The Information Assurance for Small and Medium Enterprises (IASME) is one of the five companies that have the privilege to act as an Accreditation Body. Being an Accreditation Body, an institution has the right to assess and certify other organisations to see if their policies comply with the scheme laid out by the government.
IASME was initially designed over a period of several years to ensure that businesses are securing their data as much as they are equipped to. What IASME aims to achieve is to provide a cyber-security standard for both small- and medium-sized businesses. This standard is based upon ISO 27001, but more personalised for small businesses.
What is ISO 27001?
ISO 27001 is fundamentally the industry standard for effective and efficient management of information security. The latest version of this standard is currently ISO 27001:2013. These standard covers all of the aspects of your business and the way you interact with security. It provides the organisations with a model for the establishment, implementation, operation, monitoring, reviewing as well as improvement of their information security management system in a standardised and unambiguous way.
ISO 27002 contains 12 core sections:
1. Risk assessment
2. Security policy
3. Organization of information security
4. Asset management
5. Human resources security
6. Physical and environmental security
7. Communications and operations management
8. Access control
9. Information systems acquisition, development, and maintenance
10. Information security incident management
11. Business continuity management
Where Does Cyber Essentials Come In?
Cyber Essentials is an industry standard that effectively portrays that an organisation has taken the required steps to ensure that their systems and data are protected against cyber threats. In some cases, this is backed by the Government, and only organisations that possess this accreditation can conduct business with specified public sector bodies. There are mainly two levels of accreditation; Cyber Essentials and Cyber Essentials Plus. By acquiring the Cyber Essentials Plus level, your organisation will be on its way to achieving ISO 27001 compliance.
Basically, the purpose of IASME is to ensure that the organisations observe compliance with the Cyber Essentials Scheme. The scheme takes five major controls into account, which are inclusive of things such as physical security, staff awareness, and data backup. Much like Cyber Essentials, the IASME standard can provide their customers and suppliers with the validation that their information is secure.
This standard is provided along with the Cyber Essentials certification. The IASME standard comes in two variants, much like Cyber Essentials; the customary, self-assessment and the Gold standard, which requires an onsite audit.
Why Does My Company Require These?
• These standards are essential for the safety of your business. If you adhere to these, then you are highly unlikely to suffer from data loss or penalties resulting from a cyber-attack.
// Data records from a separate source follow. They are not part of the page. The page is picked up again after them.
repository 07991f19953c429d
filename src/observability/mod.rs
//! Observability subsystem.
//!
//! # Data Flow
//! ```text
//! All subsystems produce:
//!     → logging.rs (structured log events)
//!     → metrics.rs (counters, gauges)
//!
//! Consumers:
//!     → Log aggregation (stdout)
//!     → Metrics endpoint (Prometheus scrape, optional)
//! ```

pub mod logging;
pub mod metrics;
• It is predominantly to show your customers that you don’t take cybersecurity lightly.
• It is common for organisations to prefer companies that possess this certification when they want to conduct business.
With cyber threats looming over us more than ever, it is necessary that we take all the precautions needed to maintain the security of our cyber networks. So, getting your business the IASME accreditation from a well-renowned company is the right thing to do.